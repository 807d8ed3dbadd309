//! Schema lowering: `RawSchema` to arena types.
//!
//! Every `$ref` target gets a nominal slot reserved before its body is
//! lowered, so a recursive reference finds the slot and links to it.
//! Inline schemas are cached by their own key; structural kinds are
//! interned by the arena.

mod compose;
mod object;
mod primitive;
mod sum;

use oasgen_core::utils::to_pascal_case;

use crate::diagnostics::{Diagnostic, Span};
use crate::ir::{JsonType, Origin, TypeId, TypeKind, TypeRef};
use crate::schema::{RawSchema, SchemaRef};

use super::Analyzer;
use super::cursor::Cursor;

/// Naming context for the type a schema lowers to.
#[derive(Debug, Clone)]
pub(crate) struct Site {
    /// Preferred name, PascalCase.
    pub hint: String,
    /// Reserved nominal slot the result must land in.
    pub slot: Option<TypeId>,
}

impl Site {
    pub fn new(hint: impl Into<String>) -> Self {
        Self {
            hint: hint.into(),
            slot: None,
        }
    }

    pub fn child(&self, suffix: &str) -> Self {
        Self::new(format!("{}{}", self.hint, to_pascal_case(suffix)))
    }

    /// Preferred name of an inline schema, honoring `x-ogen-name`.
    fn for_schema(&self, raw: &RawSchema, suffix: &str) -> Self {
        match &raw.x_name {
            Some(name) => Self::new(to_pascal_case(name)),
            None => self.child(suffix),
        }
    }
}

impl<'s> Analyzer<'s> {
    /// Lower an inline schema found at `hint`'s position.
    pub(crate) fn schema(&mut self, raw: &RawSchema, hint: &str) -> Result<TypeId, Diagnostic> {
        let site = match &raw.x_name {
            Some(name) => Site::new(to_pascal_case(name)),
            None => Site::new(hint),
        };
        self.lower(raw, site)
    }

    /// Parse and lower the schema node under `cursor`.
    pub(crate) fn schema_at(&mut self, cursor: &Cursor<'s>, hint: &str) -> Result<TypeId, Diagnostic> {
        let raw = self.parser.parse(cursor.node, cursor.source, cursor.key.clone())?;
        self.schema(&raw, hint)
    }

    /// Lower a declared component schema.
    pub(crate) fn component(&mut self, cursor: &Cursor<'s>, via: Span) -> Result<TypeId, Diagnostic> {
        if let Some(id) = self.arena.by_key(&cursor.key) {
            return Ok(id);
        }
        self.declare(cursor, via)
    }

    /// Type of a `$ref` target.
    pub(crate) fn reference(&mut self, reference: &SchemaRef) -> Result<TypeId, Diagnostic> {
        if let Some(id) = self.arena.by_key(&reference.key) {
            return Ok(id);
        }
        // Rejects chains of plain references that loop.
        self.resolver.resolve(&reference.raw, reference.span)?;
        let target = self.resolver.lookup(&reference.key, reference.span)?;
        let cursor = Cursor::new(target.node, target.source, target.key);
        self.declare(&cursor, reference.span)
    }

    /// Reserve the nominal slot of a referenced schema and lower its body
    /// into it.
    fn declare(&mut self, cursor: &Cursor<'s>, via: Span) -> Result<TypeId, Diagnostic> {
        let key = cursor.key.clone();
        let raw = self.parser.parse(cursor.node, cursor.source, key.clone())?;
        let hint = match &raw.x_name {
            Some(name) => to_pascal_case(name),
            None => to_pascal_case(&key.name()),
        };

        let slot = self.arena.reserve(Origin::Component(key.clone()), hint.clone());
        self.arena.bind(key.clone(), slot);
        self.components.insert(key.clone(), slot);
        tracing::trace!(key = %key, "declared");

        self.resolver.enter(&key, cursor.source, via)?;
        let result = self.lower(
            &raw,
            Site {
                hint,
                slot: Some(slot),
            },
        );
        self.resolver.leave();

        let id = result?;
        if id != slot {
            self.arena.bind(key, id);
        }
        Ok(id)
    }

    pub(crate) fn lower(&mut self, raw: &RawSchema, site: Site) -> Result<TypeId, Diagnostic> {
        if site.slot.is_none()
            && let Some(id) = self.arena.by_key(&raw.key)
        {
            return Ok(id);
        }
        let id = self.lower_uncached(raw, &site)?;
        if site.slot.is_none() {
            self.arena.bind(raw.key.clone(), id);
        }
        Ok(id)
    }

    fn lower_uncached(&mut self, raw: &RawSchema, site: &Site) -> Result<TypeId, Diagnostic> {
        if raw.boolean == Some(true) {
            return Ok(self.finish(TypeKind::Any, raw, site));
        }

        if let Some(reference) = &raw.reference {
            if raw.has_constraints() {
                return self.lower_uncached(&ref_as_all_of(raw, reference), site);
            }
            let target = self.reference(reference)?;
            return Ok(self.alias(target, raw, site));
        }

        if raw.is_null_only() {
            let any = self.finish(TypeKind::Any, raw, site);
            return Ok(self.arena.wrap(any, false, true));
        }

        let base = self.lower_body(raw, site)?;
        if raw.is_nullable() {
            return Ok(self.arena.wrap(base, false, true));
        }
        Ok(base)
    }

    /// Lower the non-null part of `raw`.
    fn lower_body(&mut self, raw: &RawSchema, site: &Site) -> Result<TypeId, Diagnostic> {
        if !raw.all_of.is_empty() {
            return self.all_of(raw, site);
        }
        if !raw.one_of.is_empty() || !raw.any_of.is_empty() {
            return self.sum(raw, site);
        }

        let exclusions = self.exclusions(raw)?;
        let mut types = raw.non_null_types();
        types.retain(|t| !exclusions.types.contains(t));
        if types.is_empty() && !raw.non_null_types().is_empty() {
            return Err(exclusions.everything_excluded(raw.span));
        }

        if raw.enum_values.is_some() || raw.const_value.is_some() {
            if types.is_empty() && self.config.infer_types {
                types.extend(self.infer(raw));
            }
            if let [single] = types.as_slice() {
                return self.enumeration(raw, *single, &exclusions.values, site);
            }
        }

        if types.is_empty() {
            if raw.has_object_keywords() {
                types.push(JsonType::Object);
            } else if raw.has_array_keywords() {
                types.push(JsonType::Array);
            } else if self.config.infer_types
                && let Some(inferred) = self.infer(raw)
            {
                types.push(inferred);
            } else if !exclusions.types.is_empty() {
                types = JsonType::ALL
                    .into_iter()
                    .filter(|t| *t != JsonType::Null && !exclusions.types.contains(t))
                    .collect();
            }
        }

        match types.as_slice() {
            [] => {
                exclusions.reject_values()?;
                Ok(self.finish(TypeKind::Any, raw, site))
            }
            [JsonType::Object] => {
                exclusions.reject_values()?;
                self.object(raw, site)
            }
            [JsonType::Array] => {
                exclusions.reject_values()?;
                self.array(raw, site)
            }
            [single] => self.primitive(raw, *single, &exclusions.values, site),
            many => {
                let many = many.to_vec();
                self.type_union(raw, &many, site)
            }
        }
    }

    /// Type implied by `format`, `default` and constraint keywords.
    fn infer(&self, raw: &RawSchema) -> Option<JsonType> {
        if let Some(format) = &raw.format {
            return Some(match format.as_str() {
                "int32" | "int64" => JsonType::Integer,
                "float" | "double" => JsonType::Number,
                _ => JsonType::String,
            });
        }
        let values = raw.enum_values.iter().flatten().chain(raw.const_value.as_ref());
        let mut seen = values.map(|v| v.json_type()).filter(|t| *t != JsonType::Null);
        if let Some(first) = seen.next() {
            return Some(seen.fold(first, |acc, t| match (acc, t) {
                (JsonType::Integer, JsonType::Number) | (JsonType::Number, JsonType::Integer) => {
                    JsonType::Number
                }
                (acc, _) => acc,
            }));
        }
        if raw.has_string_keywords() {
            return Some(JsonType::String);
        }
        if raw.has_numeric_keywords() {
            return Some(JsonType::Number);
        }
        raw.default.as_ref().map(|d| d.json_type()).filter(|t| *t != JsonType::Null)
    }

    /// Place a finished kind: into the reserved slot, or as a new type.
    /// A structural kind in a slot makes the slot an alias.
    fn finish(&mut self, kind: TypeKind, raw: &RawSchema, site: &Site) -> TypeId {
        if kind.is_structural() {
            let id = self
                .arena
                .add(kind, Origin::Inline(raw.key.clone()), site.hint.clone());
            return self.alias(id, raw, site);
        }
        let id = match site.slot {
            Some(slot) => slot,
            None => self
                .arena
                .reserve(Origin::Inline(raw.key.clone()), site.hint.clone()),
        };
        self.arena.fill(id, kind);
        self.describe(id, raw);
        id
    }

    fn alias(&mut self, target: TypeId, raw: &RawSchema, site: &Site) -> TypeId {
        let Some(slot) = site.slot else {
            return target;
        };
        self.arena.fill(
            slot,
            TypeKind::Alias {
                target: TypeRef::new(target),
            },
        );
        self.describe(slot, raw);
        slot
    }

    fn describe(&mut self, id: TypeId, raw: &RawSchema) {
        let location = self.location(raw.span, &raw.key);
        let description = raw.description.clone().or_else(|| raw.title.clone());
        self.arena.describe(id, raw.span, location, description);
    }
}

/// 3.1 `$ref` with sibling keywords: the reference is one more `allOf`
/// branch.
fn ref_as_all_of(raw: &RawSchema, reference: &SchemaRef) -> RawSchema {
    let mut branch = RawSchema::empty(reference.key.clone(), reference.span);
    branch.reference = Some(reference.clone());

    let mut merged = raw.clone();
    merged.reference = None;
    merged.all_of.insert(0, branch);
    merged
}
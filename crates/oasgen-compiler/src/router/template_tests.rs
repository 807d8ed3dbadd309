use super::percent;
use super::{PathTemplate, Segment, TemplateError};

#[test]
fn segments_and_shape() {
    let t = PathTemplate::parse("/name/{id}/{foo}1234{bar}-{baz}!{kek}").unwrap();
    assert_eq!(t.params().collect::<Vec<_>>(), ["id", "foo", "bar", "baz", "kek"]);
    assert_eq!(t.shape(), "/name/{}/{}1234{}-{}!{}");
    assert_eq!(t.segments()[0], Segment::Literal("/name/".to_string()));
    assert_eq!(t.segments()[1], Segment::Param("id".to_string()));
    assert!(t.has_param("baz"));
    assert_eq!(t.to_string(), "/name/{id}/{foo}1234{bar}-{baz}!{kek}");
}

#[test]
fn same_shape_for_renamed_params() {
    let a = PathTemplate::parse("/pets/{id}").unwrap();
    let b = PathTemplate::parse("/pets/{name}").unwrap();
    assert_ne!(a, b);
    assert_eq!(a.shape(), b.shape());
}

#[test]
fn rejects_malformed_templates() {
    assert_eq!(PathTemplate::parse("pets"), Err(TemplateError::NoLeadingSlash));
    assert_eq!(PathTemplate::parse("/pets/{id"), Err(TemplateError::Unclosed(6)));
    assert_eq!(PathTemplate::parse("/pets/id}"), Err(TemplateError::Unopened(8)));
    assert_eq!(PathTemplate::parse("/pets/{}"), Err(TemplateError::EmptyParam(6)));
    assert_eq!(
        PathTemplate::parse("/{id}/{id}"),
        Err(TemplateError::DuplicateParam("id".to_string()))
    );
    assert_eq!(
        PathTemplate::parse("/{a}{b}"),
        Err(TemplateError::AdjacentParams("a".to_string(), "b".to_string()))
    );
}

#[test]
fn error_messages() {
    let err = PathTemplate::parse("/{a}{b}").unwrap_err();
    assert_eq!(err.to_string(), "parameters `a` and `b` are adjacent");
    let err = PathTemplate::parse("/pets/{id").unwrap_err();
    assert_eq!(err.to_string(), "unclosed `{` at byte 6");
}

#[test]
fn percent_decoding() {
    assert_eq!(percent::decode("a%20b%2Fc"), "a b/c");
    assert_eq!(percent::decode("100%"), "100%");
    assert_eq!(percent::decode("%zz%4"), "%zz%4");
    assert_eq!(percent::decode("caf%C3%A9"), "café");
}

#[test]
fn normalization_keeps_reserved_escapes() {
    assert_eq!(percent::normalize("/f%6Fo/%7e"), "/foo/~");
    assert_eq!(percent::normalize("/a%2Fb"), "/a%2Fb");
    assert_eq!(percent::normalize("/é%41"), "/éA");
}
//! Sealing: the arena is renumbered into topological order and moved,
//! together with operations and security, into the [`Ir`].

use std::collections::BTreeMap;

use crate::ir::{FeatureSet, Ir, OperationGroup, OperationId, Type, TypeId};
use crate::router::RouterPlan;

use super::arena::Slot;
use super::naming::Names;
use super::{Analyzer, Stop};

#[derive(Clone, Copy, PartialEq, Eq)]
enum Mark {
    Unvisited,
    Visiting,
    Done,
}

impl<'s> Analyzer<'s> {
    pub(super) fn seal(&mut self, names: Names, router: RouterPlan) -> Result<Ir, Stop> {
        let slots = std::mem::take(&mut self.arena).into_slots();
        let order = topological_order(&slots).map_err(Stop::Internal)?;

        let mut remap = vec![TypeId(0); slots.len()];
        for (new, &old) in order.iter().enumerate() {
            remap[old] = TypeId(new as u32);
        }

        let mut slots: Vec<Option<Slot>> = slots.into_iter().map(Some).collect();
        let mut types = Vec::with_capacity(order.len());
        for &old in &order {
            let Some(slot) = slots[old].take() else {
                return Err(Stop::Internal(format!("type #{} ordered twice", old)));
            };
            let Some(mut kind) = slot.kind else {
                return Err(Stop::Internal(format!("type #{} was never filled", old)));
            };
            for edge in kind.refs_mut() {
                edge.id = remap[edge.id.index()];
            }
            types.push(Type {
                name: names.types[old].clone(),
                kind,
                origin: slot.origin,
                hint: (!slot.hint.is_empty()).then_some(slot.hint),
                location: slot.location,
                description: slot.description,
            });
        }

        let mut operations = std::mem::take(&mut self.operations);
        for operation in &mut operations {
            for edge in operation.refs_mut() {
                edge.id = remap[edge.id.index()];
            }
        }

        let components = std::mem::take(&mut self.components)
            .into_iter()
            .map(|(key, id)| (key, remap[id.index()]))
            .collect();

        let mut grouped: BTreeMap<String, Vec<OperationId>> = BTreeMap::new();
        for (i, operation) in operations.iter().enumerate() {
            if let Some(group) = &operation.group {
                grouped
                    .entry(group.clone())
                    .or_default()
                    .push(OperationId(i as u32));
            }
        }
        let groups = grouped
            .into_iter()
            .map(|(name, operations)| OperationGroup { name, operations })
            .collect();

        tracing::debug!(
            types = types.len(),
            operations = operations.len(),
            "IR sealed"
        );
        Ok(Ir {
            spec_version: self.version,
            types,
            operations,
            webhooks: std::mem::take(&mut self.webhooks),
            router,
            components,
            security: std::mem::take(&mut self.security),
            features: FeatureSet::new(),
            groups,
            names: names.sources,
        })
    }
}

/// Old indices in an order where every direct edge points backwards.
fn topological_order(slots: &[Slot]) -> Result<Vec<usize>, String> {
    let mut marks = vec![Mark::Unvisited; slots.len()];
    let mut order = Vec::with_capacity(slots.len());
    for i in 0..slots.len() {
        visit(i, slots, &mut marks, &mut order)?;
    }
    Ok(order)
}

fn visit(i: usize, slots: &[Slot], marks: &mut [Mark], order: &mut Vec<usize>) -> Result<(), String> {
    match marks[i] {
        Mark::Done => return Ok(()),
        Mark::Visiting => {
            return Err(format!("type #{} is on a cycle without an indirect edge", i));
        }
        Mark::Unvisited => {}
    }
    marks[i] = Mark::Visiting;
    if let Some(kind) = &slots[i].kind {
        for edge in kind.refs() {
            if !edge.indirect {
                visit(edge.id.index(), slots, marks, order)?;
            }
        }
    }
    marks[i] = Mark::Done;
    order.push(i);
    Ok(())
}
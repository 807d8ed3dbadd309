//! Argument builders for the CLI.
//!
//! Each function returns a `clap::Arg` composed into the command in
//! `commands.rs`.

use std::path::PathBuf;

use clap::{Arg, ArgAction, value_parser};
use oasgen_compiler::ir::Method;

/// OpenAPI document: a path or a `file`/`http(s)` URL (positional).
pub fn spec_arg() -> Arg {
    Arg::new("spec")
        .value_name("SPEC")
        .required(true)
        .help("OpenAPI document path or URL")
}

/// Output directory (--target).
pub fn target_arg() -> Arg {
    Arg::new("target")
        .long("target")
        .value_name("DIR")
        .required(true)
        .value_parser(value_parser!(PathBuf))
        .help("Directory generated files are written to")
}

/// Package name of generated files (--package).
pub fn package_arg() -> Arg {
    Arg::new("package")
        .long("package")
        .value_name("NAME")
        .required(true)
        .value_parser(parse_package)
        .help("Package name written into generated files")
}

/// Remove previously generated files (--clean).
pub fn clean_arg() -> Arg {
    Arg::new("clean")
        .long("clean")
        .action(ArgAction::SetTrue)
        .help("Remove previously generated oas_* files first")
}

/// Infer missing `type` from other keywords (--infer-types).
pub fn infer_types_arg() -> Arg {
    Arg::new("infer_types")
        .long("infer-types")
        .action(ArgAction::SetTrue)
        .help("Infer a schema's type from enum, const, default, format and constraints")
}

/// Only operations whose path matches (--filter-path).
pub fn filter_path_arg() -> Arg {
    Arg::new("filter_path")
        .long("filter-path")
        .value_name("REGEX")
        .help("Only generate operations whose path matches REGEX")
}

/// Only operations with these methods (--filter-methods).
pub fn filter_methods_arg() -> Arg {
    Arg::new("filter_methods")
        .long("filter-methods")
        .value_name("METHODS")
        .value_delimiter(',')
        .value_parser(parse_method)
        .help("Only generate operations with these methods (comma-separated)")
}

/// Allow fetching `http(s)` references (--allow-remote).
pub fn allow_remote_arg() -> Arg {
    Arg::new("allow_remote")
        .long("allow-remote")
        .action(ArgAction::SetTrue)
        .help("Fetch remote documents over HTTP(S)")
}

/// Color output control (--color).
pub fn color_arg() -> Arg {
    Arg::new("color")
        .long("color")
        .value_name("WHEN")
        .default_value("auto")
        .value_parser(["auto", "always", "never"])
        .help("Colorize output")
}

/// Log verbosity (-v, -vv, -vvv).
pub fn verbose_arg() -> Arg {
    Arg::new("verbose")
        .short('v')
        .long("verbose")
        .action(ArgAction::Count)
        .help("Verbosity level (-v info, -vv debug, -vvv trace)")
}

fn parse_method(s: &str) -> Result<Method, String> {
    Method::parse(s.trim()).ok_or_else(|| format!("unknown HTTP method `{}`", s))
}

fn parse_package(s: &str) -> Result<String, String> {
    let valid = s.chars().all(|c| c.is_ascii_alphanumeric() || c == '_')
        && s.starts_with(|c: char| c.is_ascii_alphabetic() || c == '_');
    if valid {
        Ok(s.to_string())
    } else {
        Err(format!("`{}` is not a valid package name", s))
    }
}
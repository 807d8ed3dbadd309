//! Reserved words that generated identifiers must avoid.

/// Go keywords. The default reserved set for generated identifiers.
pub const GO: &[&str] = &[
    "break",
    "case",
    "chan",
    "const",
    "continue",
    "default",
    "defer",
    "else",
    "fallthrough",
    "for",
    "func",
    "go",
    "goto",
    "if",
    "import",
    "interface",
    "map",
    "package",
    "range",
    "return",
    "select",
    "struct",
    "switch",
    "type",
    "var",
];

/// Rust strict and reserved keywords.
pub const RUST: &[&str] = &[
    "Self", "abstract", "as", "async", "await", "become", "box", "break", "const", "continue",
    "crate", "do", "dyn", "else", "enum", "extern", "false", "final", "fn", "for", "gen", "if",
    "impl", "in", "let", "loop", "macro", "match", "mod", "move", "mut", "override", "priv",
    "pub", "ref", "return", "self", "static", "struct", "super", "trait", "true", "try", "type",
    "typeof", "unsafe", "unsized", "use", "virtual", "where", "while", "yield",
];

/// TypeScript reserved words and strict-mode identifiers.
pub const TYPESCRIPT: &[&str] = &[
    "any", "boolean", "break", "case", "catch", "class", "const", "continue", "debugger",
    "default", "delete", "do", "else", "enum", "export", "extends", "false", "finally", "for",
    "function", "if", "implements", "import", "in", "instanceof", "interface", "let", "new",
    "null", "number", "package", "private", "protected", "public", "return", "static", "string",
    "super", "switch", "symbol", "this", "throw", "true", "try", "typeof", "var", "void", "while",
    "with", "yield",
];

/// Check membership in a reserved word table.
pub fn is_reserved(table: &[&str], ident: &str) -> bool {
    table.contains(&ident)
}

++++++++++

* Exercise requirements *
Using the data above, report the number of lines that contain the string "tracing", and only that number.

* Answer section *
2